神職という意味合いだけでなく、自身の身に余る力を求めるモノ。

或いは悪意を持つ者や住まうことで何かしらの変異を狙う者。

気付けば自然と広まっていたそんな話の上で、その力を護る為に龍脈自体が遣わした掃除人。

邪魔な存在を、その場所から排除するためだけにいつしか生まれた謎のモノ。


呑まれればどうなってしまうのか分からない。

どこかに飛ばされるのか、そのまま消失してしまうのか。

『呑まれた』と証言する人間はいても、その答えは千差万別。


だからこそ、幾百年も前にその上で暮らすことそのものを自然と禁忌として認識し。

その影響から逃れる手段を握った神職を除き、人は干渉することを辞めたのだとか。


……直感的に感じた恐怖はやはり間違ってなかった、ってことか。

少なくとも知らない、という俺の考えは間違ってなかった。

そんな過去に関する事情は聞いた覚えも無かったし、人がいない理由も一応の納得がいく。


(対応手段を持ってないのならそりゃ住むわけもないよな……建物毎呑まれなかったのが不思議だ。

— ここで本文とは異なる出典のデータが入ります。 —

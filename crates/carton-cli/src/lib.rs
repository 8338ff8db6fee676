//! Carton Segregator command line components.

pub mod cli;
pub mod commands;
pub mod logging;
pub mod render;
pub mod settings;
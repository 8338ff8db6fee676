//! Spreadsheet column names for the supplier packing list.

pub const CONTAINER_ID: &str = "CONTAINER_ID";
pub const INVOICE_NO: &str = "C-INVC-NO";
pub const ITEM: &str = "ITEM";
pub const VPN: &str = "VPN";
pub const DIFF_1: &str = "DIFF_1";
pub const DIFF_2: &str = "DIFF_2";
pub const PRICE: &str = "PRICE";

/// Columns a packing list must carry to be usable at all.
pub const REQUIRED_COLUMNS: [&str; 4] = [CONTAINER_ID, INVOICE_NO, ITEM, VPN];

/// Fallback for a missing primary colour.
pub const UNKNOWN_COLOR: &str = "UNKNOWN";
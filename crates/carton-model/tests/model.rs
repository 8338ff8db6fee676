//! Tests for carton-model types.

use carton_model::{
    CartonError, PalletAllocation, PalletLabel, ScanOutcome, ScanReport, ScanStatus, StyleColor,
};

#[test]
fn pallet_label_parses_and_displays() {
    let label: PalletLabel = "12.3".parse().expect("parse label");
    assert_eq!(label, PalletLabel::new(12, 3));
    assert_eq!(label.to_string(), "12.3");
}

#[test]
fn pallet_label_rejects_garbage() {
    for raw in ["", "1", "1.", ".2", "a.b", "0.1", "1.0"] {
        let result = raw.parse::<PalletLabel>();
        assert!(
            matches!(result, Err(CartonError::InvalidLabel(_))),
            "{raw:?} should not parse"
        );
    }
}

#[test]
fn pallet_labels_order_by_group_then_sub() {
    let mut labels = vec![
        PalletLabel::new(2, 1),
        PalletLabel::new(1, 10),
        PalletLabel::new(1, 2),
    ];
    labels.sort();
    assert_eq!(
        labels,
        vec![
            PalletLabel::new(1, 2),
            PalletLabel::new(1, 10),
            PalletLabel::new(2, 1)
        ]
    );
}

#[test]
fn allocation_serializes() {
    let allocation = PalletAllocation {
        label: PalletLabel::new(1, 2),
        key: StyleColor::new("VPN1", "RED"),
        item: "ITEM9".to_string(),
    };
    let json = serde_json::to_value(&allocation).expect("serialize allocation");
    assert_eq!(json["label"]["group"], 1);
    assert_eq!(json["label"]["sub"], 2);
    assert_eq!(json["key"]["style"], "VPN1");
    assert_eq!(json["item"], "ITEM9");
}

#[test]
fn outcome_serializes_with_tag() {
    let outcome = ScanOutcome::NotFound {
        code: "ZZ".to_string(),
    };
    let json = serde_json::to_value(&outcome).expect("serialize outcome");
    assert_eq!(json["outcome"], "not_found");
    assert_eq!(json["code"], "ZZ");
}

#[test]
fn only_matches_succeed() {
    let cases = [
        ScanOutcome::Empty,
        ScanOutcome::NotFound {
            code: "A".to_string(),
        },
        ScanOutcome::NotInData {
            code: "A".to_string(),
        },
        ScanOutcome::NotInPallet {
            code: "A".to_string(),
        },
    ];
    for outcome in cases {
        assert!(!outcome.is_match());
        assert_eq!(outcome.status(), ScanStatus::Danger);
        assert!(outcome.label().is_none());
    }
}

#[test]
fn report_without_mix_uses_outcome_status() {
    let report = ScanReport {
        outcome: ScanOutcome::Matched {
            code: "A".to_string(),
            label: PalletLabel::new(1, 1),
        },
        mixed: false,
    };
    assert_eq!(report.display_status(), ScanStatus::Success);
    assert_eq!(ScanStatus::Success.color_hex(), "#27ae60");
}
//! Error types for packing list ingestion.

use std::path::PathBuf;
use thiserror::Error;

/// Errors that can occur while fetching or reading a packing list.
#[derive(Debug, Error)]
#[non_exhaustive]
pub enum IngestError {
    // === Source Errors ===
    /// Packing list file not found.
    #[error("packing list not found: {path}")]
    FileNotFound { path: PathBuf },

    /// Failed to read file.
    #[error("failed to read file {path}: {source}")]
    FileRead {
        path: PathBuf,
        #[source]
        source: std::io::Error,
    },

    /// HTTP transport failed (DNS, TLS, timeout, connection reset).
    #[error("request to {url} failed: {message}")]
    Http { url: String, message: String },

    /// Server answered with a non-success status.
    #[error("request to {url} returned HTTP {status}")]
    HttpStatus { url: String, status: u16 },

    /// A credential named in the settings is not set in the environment.
    #[error("credential variable {variable} is not set")]
    MissingCredential { variable: String },

    // === CSV Parsing Errors ===
    /// Failed to parse CSV with Polars.
    #[error("failed to parse packing list {origin}: {message}")]
    CsvParse { origin: String, message: String },

    /// Failed to open or read an Excel workbook.
    #[error("failed to read workbook {origin}: {message}")]
    Workbook { origin: String, message: String },

    /// Required column not found in the packing list.
    #[error("required column '{column}' not found in {origin}")]
    MissingColumn { column: String, origin: String },

    /// Packing list has no usable rows.
    #[error("packing list has no rows: {origin}")]
    EmptyData { origin: String },

    // === DataFrame Errors ===
    /// Failed DataFrame operation.
    #[error("DataFrame operation failed: {message}")]
    DataFrame { message: String },
}

impl IngestError {
    /// Returns a short message suitable for showing to the operator.
    #[must_use]
    pub fn user_message(&self) -> &str {
        match self {
            Self::FileNotFound { .. } | Self::FileRead { .. } => {
                "Could not open the packing list. Check that the shared folder is synced."
            }
            Self::Http { .. } => "Could not reach the document server. Check the connection.",
            Self::HttpStatus { .. } => "The document server refused the request.",
            Self::MissingCredential { .. } => "Document server credentials are not configured.",
            Self::CsvParse { .. }
            | Self::Workbook { .. }
            | Self::MissingColumn { .. }
            | Self::DataFrame { .. } => {
                "The packing list is not in the expected format."
            }
            Self::EmptyData { .. } => "The packing list is empty.",
        }
    }

    /// Returns whether retrying the load might succeed.
    #[must_use]
    pub fn is_retryable(&self) -> bool {
        match self {
            Self::Http { .. } => true,
            Self::HttpStatus { status, .. } => *status == 429 || *status >= 500,
            _ => false,
        }
    }
}

impl From<polars::prelude::PolarsError> for IngestError {
    fn from(err: polars::prelude::PolarsError) -> Self {
        Self::DataFrame {
            message: err.to_string(),
        }
    }
}

/// Result type for ingestion operations.
pub type Result<T> = std::result::Result<T, IngestError>;
use std::fmt;
use std::str::FromStr;

use serde::{Deserialize, Serialize};

use crate::error::CartonError;
use crate::record::StyleColor;

/// Pallet label in `<group>.<sub>` form.
///
/// `group` numbers the style/colour group, `sub` the distinct item inside it.
/// Both start at 1.
#[derive(Debug, Clone, Copy, PartialEq, Eq, Hash, PartialOrd, Ord, Serialize, Deserialize)]
pub struct PalletLabel {
    pub group: u32,
    pub sub: u32,
}

impl PalletLabel {
    pub const fn new(group: u32, sub: u32) -> Self {
        Self { group, sub }
    }
}

impl fmt::Display for PalletLabel {
    fn fmt(&self, f: &mut fmt::Formatter<'_>) -> fmt::Result {
        write!(f, "{}.{}", self.group, self.sub)
    }
}

impl FromStr for PalletLabel {
    type Err = CartonError;

    fn from_str(s: &str) -> Result<Self, Self::Err> {
        let invalid = || CartonError::InvalidLabel(s.to_string());
        let (group, sub) = s.trim().split_once('.').ok_or_else(invalid)?;
        let group: u32 = group.parse().map_err(|_| invalid())?;
        let sub: u32 = sub.parse().map_err(|_| invalid())?;
        if group == 0 || sub == 0 {
            return Err(invalid());
        }
        Ok(Self { group, sub })
    }
}

/// One row of the pallet plan: which label a (style, colour, item) goes on.
#[derive(Debug, Clone, PartialEq, Eq, Serialize, Deserialize)]
pub struct PalletAllocation {
    pub label: PalletLabel,
    pub key: StyleColor,
    pub item: String,
}

impl PalletAllocation {
    pub fn group(&self) -> u32 {
        self.label.group
    }

    pub fn sub(&self) -> u32 {
        self.label.sub
    }
}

)


神職だけが龍脈の上にいる……というよりは逆か。

龍脈の上でしか神職を仲間に出来ない、というのはこれに繋がっている一部なんだろうな。

実質的に『その上に閉じ込められている』ような状態から離れる蜘蛛の糸。

それを望むような人間だっている、って話だろうし。


ただ、この話を聞いて更に深く疑問が浮かんだ。


「改めて聞く。 君は、誰だ?」


何となく、その答えを俺は知っている気がする。


今回の目的。

目指してきていたもの。

それに触れたような、指先を掛けたような感覚。


ただ――――俺が見知った人物像とはとても掛け離れた口調と言葉。

もっと浮き世離れしたような、必要な言葉だけを話していたような気がする。


「……それをはなす前に、一つ伺ってもいいですか?」


そして、先程の目が合った時の感覚。

他の誰と出会った時とも違う、共有できる感じ。

互いの意思を無意識の内に、脳裏でやり取りする感じ。


それは自然と喜びに似た感情を与え。

そして内心、恐怖を受けた。


「何を?」


全てを抜き取られているような気がしたから。

人から忌み嫌われるだろう、という感覚を理解したから。

、と。

言外に、言葉にせずに突き付けられている気がしたから。


乾いた唇に罅が入った。

けれど、誰も答えようとしないだろうから。

俺自身が代表して、口にした。


「あなた達の中に……薬を作れる人は、いますか?」


だからこそ、そんな質問に少しばかり話のテンポを外された気がした。

目線を向けるより先に、おずおずとリーフが手を挙げる。


「…………最低限、の、もの、なら?」


その言葉を聞いて。

少女の顔に浮かんだのは、喜色。

先が少しばかり見えた、と言わんばかりの救いを差し伸べられた側の顔。


「……なら、お願いです。」


頭を伏して。

俺の言葉に答えるよりも先に、彼女は再び口にする。


「おかあさまを、見てください……薬師様」


そんな、懇願を。

そんな、何も持たない身分の祈りを。


「とうかは、灯花とうかと申します。 ――――それ以上は、今は言えません」


そんな、救いの手を差し伸べた誰かは。

同じように、助けて欲しいと。

たった一人を助けて欲しい、と……口にしたのだ。